Marie Brisson (Bérénice Bejo) and her husband Ahmad (Ali Mosaffa) parted ways a few years back, leaving Marie to raise her two daughters (from a previous marriage) alone. Ahmad returns to France and Marie to check in on the family and tie up all the loose ends surrounding the divorce that Marie’s been asking for. He finds that she’s taken up with an Arab named Samir (Tahar Rahim) who has a young son of his own. Marie’s oldest daughter, Lucie (Pauline Burlet), is distraught over, well, just about everything. She’s a teenager, and she’s slowly pulling away from Marie, staying out later with each passing week.
This French-language film is the latest work written and directed by Asghar Farhadi, who previously gave us the highly regarded A Separation. The two films share many similarities in both their approach and style. Both lay out a fairly simple story that slowly exposes deeper layers, leading the viewer to wonder where it’s all headed. With A Separation, the culmination was utterly jaw dropping.
The challenge to both films is that the setup can try anyone’s patience. There’s nothing all that intriguing about Marie’s story. She’s just another mother from a broken marriage trying to get by. Hers is a basic life in a modest home that’s barely big enough for her and the kids. She’s found another guy that meets her needs and who, not surprisingly, has his own issues. Unfortunately, unlike the previous film, this one doesn’t reward the viewer with a payoff that’s worth the wait. It hints, time and again, at possibilities that never turn into anything all that revelatory. Everything has a totally plausible and fairly mundane explanation.

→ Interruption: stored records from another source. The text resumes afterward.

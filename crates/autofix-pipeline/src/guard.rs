//! Protected-step lookup
//!
//! The patch engine never owns the set of verified steps; it asks a
//! [`StepGuard`] supplied by the caller (normally the fix history ledger).

use std::collections::{BTreeMap, BTreeSet, HashSet};

/// Source of truth for which step identities are immutable
pub trait StepGuard {
    /// Whether the identity is protected
    fn is_protected(&self, identity: &str) -> bool;
}

/// Guard that protects nothing
#[derive(Debug, Clone, Copy, Default)]
pub struct Unguarded;

impl StepGuard for Unguarded {
    fn is_protected(&self, _identity: &str) -> bool {
        false
    }
}

impl StepGuard for BTreeSet<String> {
    fn is_protected(&self, identity: &str) -> bool {
        self.contains(identity)
    }
}

impl StepGuard for HashSet<String> {
    fn is_protected(&self, identity: &str) -> bool {
        self.contains(identity)
    }
}

impl<V> StepGuard for BTreeMap<String, V> {
    fn is_protected(&self, identity: &str) -> bool {
        self.contains_key(identity)
    }
}

impl<T: StepGuard + ?Sized> StepGuard for &T {
    fn is_protected(&self, identity: &str) -> bool {
        (**self).is_protected(identity)
    }
}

This is another example that draws a clear line between film as an art form and film as entertainment. This is an extremely well-acted, well-executed piece of filmmaking. It’s also about as interesting as watching droplets of water slowly descend down a wall after a light rain. Long before they’ve reached the bottom, you’ve totally lost interest. I’m not entertained purely by the artistic aspects of a film. It needs to have a compelling plot to complement the rest of the piece. Dealing with issues most of us would view as rather typical doesn’t qualify in my book, no matter how authentic its presentation.
All things considered, this tediously slow story, coupled with an ending that provides absolutely no resolution or satisfaction, isn’t worth the journey.